Assigned task:
The stretch wanted below opens at the line containing "let mut config" and closes at the line containing "if let Ok(rate)". Please return it exactly, with no other lines.
□ □ □ □ □ □ □
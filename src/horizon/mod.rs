// =============================================================================
// Horizon Module
// =============================================================================
//
// Per-horizon aggregation and the multi-horizon fan-out:
// - HorizonAggregator: SMA / std-dev, trend EMA, MACD and DMI for one horizon
// - MultiHorizonStatistician: owns every horizon, serializes each behind a lock

pub mod aggregator;
pub mod statistician;

pub use aggregator::{HorizonAggregator, STABLE_HORIZONS};
pub use statistician::MultiHorizonStatistician;
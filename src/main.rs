// =============================================================================
// Swing Stats — Main Entry Point
// =============================================================================
//
// Reads one price per line from stdin, fans every price out to all configured
// horizons and logs entry/exit transitions of the signal horizon.  Stops on
// EOF or Ctrl+C.  The config file is only written when none exists yet.
// =============================================================================

use std::sync::Arc;

use anyhow::Context;
use tokio::io::{AsyncBufReadExt, BufReader};
use tracing::{debug, info, warn};
use tracing_subscriber::EnvFilter;

use swing_stats::{
    MultiHorizonStatistician, SignalEvent, SignalState, StatsConfig, StatsError, TracingSink,
};

const CONFIG_PATH: &str = "stats_config.json";

#[tokio::main]
async fn main() -> anyhow::Result<()> {
    // ── 1. Environment & config ──────────────────────────────────────────
    let _ = dotenv::dotenv();

    tracing_subscriber::fmt()
        .with_env_filter(
            EnvFilter::try_from_default_env().unwrap_or_else(|_| EnvFilter::new("info")),
        )
        .init();

    info!("Swing Stats — starting up");

    // A file that fails to parse is reported and left as-is; env overrides
    // below apply to this run only.
    let mut config = StatsConfig::load_or_init(CONFIG_PATH).unwrap_or_else(|e| {
        warn!(error = %e, "Failed to load config, using defaults");
        StatsConfig::default()
    });

    // Override horizons / rate from env if available.
    if let Ok(list) = std::env::var("SWING_HORIZONS") {
        let horizons: Vec<u32> = list
            .split(',')
            .filter_map(|s| s.trim().parse().ok())
            .collect();
        if !horizons.is_empty() {
            config.horizons = horizons;
        }
    }
    if let Ok(rate) = std::env::var("SWING_SAMPLE_RATE") {
        match rate.trim().parse() {
            Ok(rate) => config.sample_rate = rate,
            Err(e) => warn!(value = %rate, error = %e, "ignoring invalid SWING_SAMPLE_RATE"),
        }
    }

    info!(
        horizons = ?config.horizons,
        sample_rate = config.sample_rate,
        signal_horizon = config.signal_horizon,
        "Configured horizons"
    );

    // ── 2. Build the statistician ────────────────────────────────────────
    let stats = MultiHorizonStatistician::new(&config, Arc::new(TracingSink))
        .context("failed to build statistician")?;

    if !stats.horizons().contains(&config.signal_horizon) {
        warn!(
            signal_horizon = config.signal_horizon,
            "signal horizon is not configured, entry/exit tracking disabled"
        );
    }

    // ── 3. Ingest loop ───────────────────────────────────────────────────
    let mut lines = BufReader::new(tokio::io::stdin()).lines();
    let mut signal = SignalState::default();

    loop {
        let line = tokio::select! {
            line = lines.next_line() => line.context("failed to read price feed")?,
            _ = tokio::signal::ctrl_c() => {
                warn!("Shutdown signal received — stopping gracefully");
                break;
            }
        };
        let Some(line) = line else {
            info!("Price feed ended");
            break;
        };

        let trimmed = line.trim();
        if trimmed.is_empty() {
            continue;
        }
        let price: f64 = match trimmed.parse() {
            Ok(p) => p,
            Err(e) => {
                warn!(line = %trimmed, error = %e, "skipping unparsable price");
                continue;
            }
        };

        if let Err(e) = stats.add(price) {
            warn!(price, error = %e, "sample rejected");
            continue;
        }

        match stats.snapshot(config.signal_horizon) {
            Ok(snapshot) => match signal.step(stats.ticks(), price, &snapshot) {
                Some(SignalEvent::Enter { tick, price }) => {
                    info!(horizon = snapshot.horizon, tick, price, "ENTER long");
                }
                Some(SignalEvent::Exit { tick, price, change_pct, held_ticks, reason }) => {
                    info!(
                        horizon = snapshot.horizon,
                        tick,
                        price,
                        change_pct,
                        held_ticks,
                        reason = %reason,
                        "EXIT long"
                    );
                }
                None => {}
            },
            Err(StatsError::UnknownHorizon(_)) => {}
            Err(e) => debug!(error = %e, "snapshot unavailable"),
        }
    }

    // ── 4. Shutdown ──────────────────────────────────────────────────────
    stats.wait_for_warm_up().await;

    for snapshot in stats.snapshots() {
        info!(
            horizon = snapshot.horizon,
            samples = snapshot.samples,
            stable = snapshot.stable,
            sma = snapshot.sma,
            std_dev_pct = snapshot.std_dev_percent,
            adx = snapshot.adx,
            buy = snapshot.buy_signal,
            "final horizon state"
        );
    }

    info!(ticks = stats.ticks(), "Swing Stats shut down complete.");
    Ok(())
}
□ □ □ □ □ □ □
Answer box:
    let mut config = StatsConfig::load_or_init(CONFIG_PATH).unwrap_or_else(|e| {
        warn!(error = %e, "Failed to load config, using defaults");
        StatsConfig::default()
    });

    // Override horizons / rate from env if available.
    if let Ok(list) = std::env::var("SWING_HORIZONS") {
        let horizons: Vec<u32> = list
            .split(',')
            .filter_map(|s| s.trim().parse().ok())
            .collect();
        if !horizons.is_empty() {
            config.horizons = horizons;
        }
    }
    if let Ok(rate) = std::env::var("SWING_SAMPLE_RATE") {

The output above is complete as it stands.